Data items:
##############################

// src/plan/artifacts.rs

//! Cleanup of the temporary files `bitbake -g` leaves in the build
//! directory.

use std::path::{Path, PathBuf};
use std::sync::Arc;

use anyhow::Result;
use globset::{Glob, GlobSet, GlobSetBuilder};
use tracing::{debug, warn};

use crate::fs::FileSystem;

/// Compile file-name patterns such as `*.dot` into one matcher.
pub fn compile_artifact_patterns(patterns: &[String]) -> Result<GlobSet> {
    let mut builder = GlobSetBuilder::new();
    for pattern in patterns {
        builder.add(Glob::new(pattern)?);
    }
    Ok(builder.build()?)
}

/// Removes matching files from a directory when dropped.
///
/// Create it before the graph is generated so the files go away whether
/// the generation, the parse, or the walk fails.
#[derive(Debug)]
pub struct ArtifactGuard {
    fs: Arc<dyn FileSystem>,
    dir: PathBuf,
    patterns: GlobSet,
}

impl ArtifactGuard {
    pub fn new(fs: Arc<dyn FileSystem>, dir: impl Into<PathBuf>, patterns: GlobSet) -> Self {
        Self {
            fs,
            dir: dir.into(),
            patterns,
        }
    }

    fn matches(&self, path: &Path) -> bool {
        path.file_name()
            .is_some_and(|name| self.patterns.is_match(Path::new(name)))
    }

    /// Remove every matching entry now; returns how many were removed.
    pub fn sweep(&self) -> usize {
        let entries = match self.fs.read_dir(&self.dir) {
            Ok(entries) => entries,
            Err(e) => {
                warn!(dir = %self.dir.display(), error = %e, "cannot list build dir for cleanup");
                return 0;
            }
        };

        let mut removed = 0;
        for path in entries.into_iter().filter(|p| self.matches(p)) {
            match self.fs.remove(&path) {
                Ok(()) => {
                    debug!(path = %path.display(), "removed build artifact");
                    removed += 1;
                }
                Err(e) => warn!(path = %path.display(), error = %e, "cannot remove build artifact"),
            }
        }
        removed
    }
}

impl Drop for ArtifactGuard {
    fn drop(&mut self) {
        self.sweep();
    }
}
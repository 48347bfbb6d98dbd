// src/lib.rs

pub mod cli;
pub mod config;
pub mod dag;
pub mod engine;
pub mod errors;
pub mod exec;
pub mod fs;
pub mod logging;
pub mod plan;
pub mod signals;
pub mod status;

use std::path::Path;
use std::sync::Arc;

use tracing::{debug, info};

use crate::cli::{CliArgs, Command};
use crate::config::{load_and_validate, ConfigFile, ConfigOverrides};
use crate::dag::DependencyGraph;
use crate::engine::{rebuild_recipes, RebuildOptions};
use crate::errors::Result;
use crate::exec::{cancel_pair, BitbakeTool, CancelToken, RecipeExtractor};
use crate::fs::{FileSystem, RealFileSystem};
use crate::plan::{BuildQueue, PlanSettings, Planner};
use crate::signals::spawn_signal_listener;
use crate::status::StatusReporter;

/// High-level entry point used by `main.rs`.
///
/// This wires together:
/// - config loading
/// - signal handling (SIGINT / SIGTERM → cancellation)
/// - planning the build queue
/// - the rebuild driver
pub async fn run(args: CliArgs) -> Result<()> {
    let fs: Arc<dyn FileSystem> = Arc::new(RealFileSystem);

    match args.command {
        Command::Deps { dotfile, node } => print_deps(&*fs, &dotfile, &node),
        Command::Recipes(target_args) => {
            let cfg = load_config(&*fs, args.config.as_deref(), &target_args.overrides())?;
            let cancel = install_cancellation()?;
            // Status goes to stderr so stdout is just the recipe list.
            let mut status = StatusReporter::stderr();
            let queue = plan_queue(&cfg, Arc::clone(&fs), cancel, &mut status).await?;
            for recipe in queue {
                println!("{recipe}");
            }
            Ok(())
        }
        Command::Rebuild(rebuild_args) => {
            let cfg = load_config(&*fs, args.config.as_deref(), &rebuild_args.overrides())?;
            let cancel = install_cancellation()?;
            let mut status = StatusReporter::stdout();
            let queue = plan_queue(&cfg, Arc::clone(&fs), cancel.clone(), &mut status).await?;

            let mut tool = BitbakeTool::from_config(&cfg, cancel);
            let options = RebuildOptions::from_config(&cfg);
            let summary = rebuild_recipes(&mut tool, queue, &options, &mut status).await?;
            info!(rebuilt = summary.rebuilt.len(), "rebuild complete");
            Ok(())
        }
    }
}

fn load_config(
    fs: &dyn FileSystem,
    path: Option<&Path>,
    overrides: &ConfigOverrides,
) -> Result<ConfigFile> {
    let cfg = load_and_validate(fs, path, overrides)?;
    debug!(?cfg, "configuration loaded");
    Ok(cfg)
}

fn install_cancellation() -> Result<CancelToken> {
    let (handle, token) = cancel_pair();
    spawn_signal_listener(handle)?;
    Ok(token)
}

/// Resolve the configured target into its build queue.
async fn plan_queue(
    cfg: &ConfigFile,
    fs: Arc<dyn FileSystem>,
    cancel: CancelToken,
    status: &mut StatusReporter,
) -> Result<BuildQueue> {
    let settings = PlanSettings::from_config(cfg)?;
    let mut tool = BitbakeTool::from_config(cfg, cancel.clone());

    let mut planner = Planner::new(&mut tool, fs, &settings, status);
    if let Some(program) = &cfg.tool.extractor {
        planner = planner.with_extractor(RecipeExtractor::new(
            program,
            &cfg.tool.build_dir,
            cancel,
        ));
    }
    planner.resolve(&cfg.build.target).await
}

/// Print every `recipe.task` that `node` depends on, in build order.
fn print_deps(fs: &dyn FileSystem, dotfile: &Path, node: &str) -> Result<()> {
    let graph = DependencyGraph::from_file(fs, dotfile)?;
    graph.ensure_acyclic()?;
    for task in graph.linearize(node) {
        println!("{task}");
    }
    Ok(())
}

##############################

▶ [Task description]:
What lines hold the string "ConfigOverrides"? Pick them out of the data.

▶ [Response to this exercise]:
use crate::config::{load_and_validate, ConfigFile, ConfigOverrides};
    overrides: &ConfigOverrides,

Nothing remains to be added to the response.